Create a systemd unit file to run the django_q service (which manages long running operations, such as 'stock taking') at /etc/systemd/system/djangoq.service. Enable and start the systemd service (details of how to do this is outwith the scope of this document, but if you need further advice feel free to get in touch).
Install a web server (recommended Nginx) to operate as a reverse proxy and create an appropriate configuration file to connect to the unix socket created by gunicorn (as defined above). See the official Nginx and Django documentation for configuration examples.
Create the database tables, using the commands: python manage.py makemigrations; python manage.py makemigrations stock_control; python manage.py makemigrations accounts; python manage.py migrate.
If running for the first time (i.e. your persistent database folder is empty), define a superuser by issuing the following commands from the application's root directory python manage.py createsuperuser.
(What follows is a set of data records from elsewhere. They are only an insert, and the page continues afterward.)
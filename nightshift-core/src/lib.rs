//! Unofficial Rust API for macOS Night Shift control.
//!
//! This crate switches Night Shift on and off and reads its schedule through
//! the private CoreBrightness framework.
//!
//! # Requirements
//!
//! - macOS 10.12.4 or newer
//! - A Mac that supports Night Shift
//!
//! # Example
//!
//! ```no_run
//! use nightshift_core::{ControllerError, connect};
//!
//! fn main() -> Result<(), ControllerError> {
//!     // Load CoreBrightness (only one client allowed)
//!     let night_shift = connect()?;
//!
//!     println!("Night Shift enabled: {}", night_shift.is_enabled());
//!     if let Some(schedule) = night_shift.schedule() {
//!         println!("Schedule: {}", schedule);
//!     }
//!
//!     // Flip it
//!     let now_on = night_shift.toggle()?;
//!     println!("Night Shift is now {}", if now_on { "ON" } else { "OFF" });
//!
//!     Ok(())
//! }
//! ```
//!
//! # Testing
//!
//! Use [`MockBlueLightClient`] to test code without a Mac:
//!
//! ```
//! use nightshift_core::{MockBlueLightClient, NightShift};
//!
//! let night_shift = NightShift::new(MockBlueLightClient::new());
//! night_shift.set_enabled(true).unwrap();
//! assert!(night_shift.is_enabled());
//! ```
//!
//! # Disclaimer
//!
//! This is an **unofficial** library relying on an undocumented framework.
//! It is not affiliated with or endorsed by Apple. Use at your own risk.

#![warn(missing_docs)]

mod controller;
#[cfg(target_os = "macos")]
mod corebrightness;
mod error;
mod mock;
mod schedule;
mod state;

// Re-export public API
pub use controller::{BlueLightClient, NightShift, SetOutcome, connect};
#[cfg(target_os = "macos")]
pub use corebrightness::CoreBrightnessClient;
pub use error::ControllerError;
pub use mock::MockBlueLightClient;
pub use schedule::ScheduleInfo;
pub use state::{BlueLightStatus, ObjcBool, Schedule, ScheduleTime};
In the application's root directory, run python manage.py collectstatic, to add the static files to the appropriate directory (ensure the path to the static directory has been correctly configured in your web server configuration).
Now visit the app's administration area in your web browser (e.g. https://your.domain.tld/admin).
If running for the first time, create an administrators group and add a new user to it, as follows: Click add next to Groups in the Authentication & Authorization section. Name the new group administrators. Under Available permissions, scroll to the bottom and select all the spm_app permissions, clicking the arrow on the right to add these to the Chosen permissions pane (you may hold shift to select multiple at once). Once done, click Save. Create 2 additional user accounts; one for an application administrator (responsible for managing the warehouse), the other a regular user (a manager of a client shop). Ensure both users are assigned the staff status. Assign the administrator user to the administrators group, by: navigating to Home > Users > username; scrolling down to the Permissions section; selecting administrators from the Available groups box; and double-clicking it. This moves the group to the Chosen groups pane. Then, scroll to the bottom of the page and click Save.
If running for the first time, it's also necessary to initialise the provided frontend client by creating a single stock line from the admin dashboard (this only needs to be done if there are zero stock lines in the database - all subsequent stock items may be added directly from the provided frontend client by users with the administrators privilege). To do this: Navigate to Home > Stock_Control > Stock datas (accessible via the sidebar) Tap the Add Stock Data button (top right of the screen) Complete and submit the form.
Click LOG OUT (top right)
Login to the web client using the administrator user you created. Begin using Simple Stock Management.